62. The computer-assisted method of any of claims 56-60, wherein
step A. includes the use of a rule generator for blending rule
sets.
63. The computer-assisted method of claim 60, wherein step A.
further includes the use of rule conflict resolution
techniques.
64. The computer-assisted method of any of claims 56-58 or 60,
wherein step B. further includes the provision of customized
treatment plan rules branded to reflect an approval of said
authoring institution.
65. The computer-assisted method of any of claims 56-60, wherein
step C. further includes provision of a monitoring function for
monitoring at least one of said one or more individuals so as to
provide benefits to a medical community.
Description
[0001] The present invention claims priority from U.S. Provisional
Application No. 60/333,837 filed Nov. 28, 2001 and hereby
incorporates by reference any and all materials disclosed
therein.
1. FIELD OF THE INVENTION
[0002] The present invention relates to methods and apparatus for
automated interactive management of the health status of
individuals who are under the care of one or more health
professionals.
2. DESCRIPTION OF THE RELATED ART
[0003] As the average age of the population continues to increase,
the number of people having chronic health issues continues to
grow.

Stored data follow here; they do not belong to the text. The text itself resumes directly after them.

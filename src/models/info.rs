//! Evaluation result: open/closed state and time to the next transition.

use chrono::NaiveDateTime;
use serde::{Deserialize, Serialize};

/// State of a facility at an instant.
#[derive(Debug, Clone, Copy, Serialize, Deserialize, PartialEq, Eq, Hash)]
pub enum RuleState {
    Open,
    Closed,
    /// The schedule text could not be evaluated. Not the same as closed.
    Unknown,
}

/// Result of evaluating a schedule at an instant.
///
/// Computed fresh per call.
#[derive(Debug, Clone, Serialize, Deserialize, PartialEq, Eq)]
pub struct EvaluationResult {
    /// Current state.
    pub state: RuleState,
    /// Whole minutes until the state changes. `None` when no change was
    /// found within the look-ahead horizon (or the state is unknown).
    pub minutes_until_transition: Option<u32>,
    /// Local instant of the next change (minute precision).
    pub next_transition: Option<NaiveDateTime>,
}

impl EvaluationResult {
    /// A result for unevaluable input.
    pub fn unknown() -> Self {
        Self {
            state: RuleState::Unknown,
            minutes_until_transition: None,
            next_transition: None,
        }
    }

    /// Creates a known result. `now` must already be truncated to the minute.
    pub fn known(state: RuleState, minutes: Option<u32>, now: NaiveDateTime) -> Self {
        let next_transition = minutes.and_then(|m| {
            now.checked_add_signed(chrono::Duration::minutes(i64::from(m)))
        });
        Self {
            state,
            minutes_until_transition: minutes,
            next_transition,
        }
    }

    #[inline]
    pub fn is_open(&self) -> bool {
        self.state == RuleState::Open
    }

    #[inline]
    pub fn is_closed(&self) -> bool {
        self.state == RuleState::Closed
    }

    #[inline]
    pub fn is_unknown(&self) -> bool {
        self.state == RuleState::Unknown
    }
}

In today's age of specialization, it is becoming ever more
likely that people with chronic health problems will see one or
more specialists for each of their health problems. In addition,
with the advent of managed care, the number of treatments and
procedures provided on an outpatient basis has also increased,
often leaving a disjointed approach to treatment.
[0004] In addition, it is also known that conflicting treatments,
including but not limited to administration of therapeutic drugs,
can impede the management of one or more chronic health problems in
a particular patient. In a worst cast scenario, conflicting
treatments can prove fatal.
[0005] Most health care professionals will acknowledge that
patients often fail to list all their medications, treatments, and
health problems on the questionnaires normally given to patients.
Sometimes the information is forgotten or overlooked by the
patient, but it can also be selectively withheld because the
patient doesn't think it is relevant to the particular condition
for which he/she is currently seeking treatment. However, if a
patient fails to reveal a heart condition, diabetes, or taking a
blood thinner when visiting the oral surgeon, this could have
catastrophic results.
[0006] Sometimes patients are embarrassed to disclose health
problems, even to other health care professionals, and the
possibility of harm from disjointed and conflicting courses of
treatment is a very real problem.
[0007] In addition, currently patient data (medical records) are
generally fragmented across multiple treatment sites, kept on
centralized data banks (HMO, hospitals etc.) which do not
communicate with each other. No single institution can hope to
encompass a patient's entire record. This poses an obstacle to
clinical care, research, and public health efforts. The lack of a
common platform or connectivity between the patient, their own
physician, hospitals, HMOs and other community resources results in
inconsistent (and sometimes conflicting) application of evidence
based treatments, inhibits standardized guideline based care,
increases test duplication, and does not promote patient
empowerment.
[0008] An additional problem encountered in the prior art relates
to the actual determination of a treatment plan for a particular
patient. Such a determination relies on medical guidelines
established by various medical authorities. The practice of
medicine according to guidelines, although medically and legally
advantageous, is an elusive goal. Because of the complexity of
scientific facts which need to be addressed, the volume of
statements and recommendations published by professional review
committees frequently reaches more than 70 pages per topic. For
example, the 6.sup.th report of the Joint National Committee on
Prevention, Detection, Evaluation, and Treatment of High Blood
Pressure comprises 73 pages. When dealing with a hypertensive
patient with chronic atrial fibrillation and stable angina
pectoris, a frequent combination in daily clinical practice, the
treating physician would need to review 163 pages of guidelines.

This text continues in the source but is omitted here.